Scan the data and please report how many lines include the word "path". Leave out everything but the number.
━━━ DATA EXCERPTS
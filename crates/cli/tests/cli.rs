use std::path::PathBuf;

use assert_cmd::Command;
use predicates::prelude::*;
use serde_json::Value;

fn data(path: &str) -> PathBuf {
    PathBuf::from(env!("CARGO_MANIFEST_DIR")).join("../../data").join(path)
}

fn truesize() -> Command {
    Command::cargo_bin("truesize").expect("binary built")
}

#[test]
fn mercator_prints_ratio() {
    truesize()
        .args(["mercator", "--from-lat", "0", "--to-lat", "60"])
        .assert()
        .success()
        .stdout(predicate::str::starts_with("2.0000"));

    truesize()
        .args(["mercator", "--from-lat", "-60", "--to-lat", "0"])
        .assert()
        .success()
        .stdout(predicate::str::starts_with("0.5000"));
}

#[test]
fn drag_writes_geojson_to_stdout() {
    let output = truesize()
        .arg("drag")
        .arg("--input")
        .arg(data("sample/countries.geojson"))
        .args(["--feature", "SQR", "--to", "-30,45"])
        .output()
        .expect("run truesize");
    assert!(output.status.success(), "{}", String::from_utf8_lossy(&output.stderr));

    let value: Value = serde_json::from_slice(&output.stdout).expect("geojson on stdout");
    assert_eq!(value["type"], "FeatureCollection");
    assert_eq!(value["features"].as_array().map(Vec::len), Some(1));
    assert_eq!(value["features"][0]["id"], "SQR");
    let ring = &value["features"][0]["geometry"]["coordinates"][0];
    assert_eq!(ring.as_array().map(Vec::len), Some(5));
}

#[test]
fn planet_writes_file_and_summary() {
    let dir = tempfile::tempdir().expect("tempdir");
    let out = dir.path().join("moon.geojson");
    let csv = dir.path().join("moon.csv");
    truesize()
        .arg("planet")
        .arg("--input")
        .arg(data("sample/countries.geojson"))
        .args(["--feature", "GRL", "--body", "moon", "--to", "0,0"])
        .arg("--bodies")
        .arg(data("bodies.yaml"))
        .arg("--output")
        .arg(&out)
        .arg("--summary")
        .arg(&csv)
        .assert()
        .success();

    let geojson = std::fs::read_to_string(&out).expect("geojson written");
    assert!(geojson.contains("\"GRL\""));
    let summary = std::fs::read_to_string(&csv).expect("summary written");
    assert!(summary.lines().nth(1).is_some_and(|row| row.contains(",Moon,")));
}

#[test]
fn unknown_body_and_feature_fail() {
    truesize()
        .arg("planet")
        .arg("--input")
        .arg(data("sample/countries.geojson"))
        .args(["--feature", "GRL", "--body", "Vulcan", "--to", "0,0"])
        .arg("--bodies")
        .arg(data("bodies.yaml"))
        .assert()
        .failure()
        .stderr(predicate::str::contains("Vulcan"));

    truesize()
        .arg("drag")
        .arg("--input")
        .arg(data("sample/countries.geojson"))
        .args(["--feature", "ATL", "--to", "0,0"])
        .assert()
        .failure()
        .stderr(predicate::str::contains("ATL"));
}

#[test]
fn bodies_lists_catalog() {
    truesize()
        .arg("bodies")
        .arg("--bodies")
        .arg(data("bodies.yaml"))
        .assert()
        .success()
        .stdout(predicate::str::contains("Jupiter").and(predicate::str::contains("Ceres")));
}

#[test]
fn version_flag_reports_package_version() {
    truesize()
        .arg("--version")
        .assert()
        .success()
        .stdout(predicate::str::contains(env!("CARGO_PKG_VERSION")));
}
━━━━━━
=== SOLUTION FOR THIS TASK ===
5